I’d been channeling Ric’s coma nightmares. His near-death experience had unearthed the trauma of his enslaved childhood. I knew Ric would rather die than betray the zombies he could be used to raise. I would rather die than see him become something he loathed.

To ensure getting him back whole and sane, he needed more than unconscious fantasies about visitations from Virgin Mothers and belly dancers, or even of his best girl in avenger mode.

I now knew I needed more too… expert help beyond doctors. And I knew just where to get it.

Unfortunately, it was on the opposite side of the country.

Chapter Five

TWELVE HOURS LATER I turned my hybrid rental car down a winding gravel driveway. Main roads in pricey suburban Virginia ran alongside fenced and thickly wooded acres. The impression was of farms rather than residences. All the streets had Scottish names. I was leaving Braeburn Glen Lane for a private entry.

Autumn would turn the winding driveway ahead of me into a carnival of falling colored leaves. Now everything was green and lush. The rental car nosed around descending curves until a low, sprawling house came into view.

I parked in the circular driveway before the double-doored entry and got out, smoothing my narrow navy skirt.

A heavy dark cotton suit would make me swelter in Las Vegas this time of year. Here, the summer temperature was lower but humid. I felt the film of a nervous sweat.

I’d bought this vintage suit in Wichita because I loved the 1950s details: white piqué collar and matching cuffs, eight brass horse’s-head buttons down the jacket front and a singleton at each short cuffed sleeve.

The silver familiar retained its discreet default mode: twin of the so-not-me silver hip chain I bought in the crazy rush of first romance with Ric. I figured the hidden familiar was too too tasteful to clash with my current outfit’s brassy touches.

Tough. I’d chosen this suit for this mission, for what its color and cut would unconsciously imply to the people I wanted to see inside this pleasantly expensive house on the groomed and expansive grounds.

I even wore the Suit Era’s regulation white, wrist-length gloves and carried a neat navy patent leather envelope-style pocketbook. I took a deep breath before ringing the small round doorbell button with one gloved forefinger. Avon lady calling.

I hoped they answered soon. My heart was beating like I was auditioning for the class play. A knob turned on the right-hand wood door, allowing me to glimpse the occupant as it opened slightly.

A woman. Good. She registered my gender and opened the door further. The handsome blonde looked forty-something but was probably a poster child for the Washington, D.C., “well-preserved” matron set. She eyed me quizzically.

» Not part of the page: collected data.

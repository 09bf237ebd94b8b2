use thiserror::Error;

/// A scanner could not be built for a given (template, molecule) pair.
#[derive(Debug, Error)]
pub enum ScanError {
    #[error("template atom {template_atom_index} has no candidate molecule atoms")]
    EmptyCandidateSet { template_atom_index: usize },
}
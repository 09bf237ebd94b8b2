use crate::error::TemplateError;

/// Expands a single-letter residue code into its 3-letter name, per the
/// 20 standard amino acids plus `X` for an unknown/non-standard residue.
pub fn expand_one_letter_code(code: char) -> Result<&'static str, TemplateError> {
    let name = match code.to_ascii_uppercase() {
        'A' => "ALA",
        'R' => "ARG",
        'N' => "ASN",
        'D' => "ASP",
        'C' => "CYS",
        'Q' => "GLN",
        'E' => "GLU",
        'G' => "GLY",
        'H' => "HIS",
        'I' => "ILE",
        'L' => "LEU",
        'K' => "LYS",
        'M' => "MET",
        'F' => "PHE",
        'P' => "PRO",
        'S' => "SER",
        'T' => "THR",
        'W' => "TRP",
        'Y' => "TYR",
        'V' => "VAL",
        'X' => "UNK",
        other => return Err(TemplateError::UnknownResidueCode { code: other }),
    };
    Ok(name)
}

#[cfg(test)]
mod tests {
    use super::*;

    #[test]
    fn alanine_expands_to_ala() {
        assert_eq!(expand_one_letter_code('A').unwrap(), "ALA");
    }

    #[test]
    fn lowercase_code_is_accepted() {
        assert_eq!(expand_one_letter_code('g').unwrap(), "GLY");
    }

    #[test]
    fn unknown_placeholder_expands_to_unk() {
        assert_eq!(expand_one_letter_code('X').unwrap(), "UNK");
    }

    #[test]
    fn unrecognised_code_is_an_error() {
        assert!(expand_one_letter_code('Z').is_err());
    }
}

“Is your husband at home as well?” I asked. “I have important news for you both.”

My vintage apparel had subtly distracted her, causing a faint frown to materialize on her smooth forehead.

“Yes?”

She eyed my face again, hard, then silently stepped into the shadows behind her, swinging the door wide.

The entry area was paved in black marble, so the heels of my open-toed pumps made a military marching sound over the polished stone.

The living room was carpeted in deep shrimp plush wool, gorgeous and madly expensive to maintain. I almost wanted to step out of my shoes before I walked on it. Couldn’t afford to lose one iota of authority, though.

Her husband was reading a thin newspaper in an easy chair, hair thinning on top to match, half-glasses perched on a strong Roman nose. Old-fashioned habits died hard in this house.

He looked up, glanced at her, then eyed me again, rising slowly.

“My name is Street,” I said crisply. “I’ve come from Las Vegas with unwelcome news, but it’s not dire.”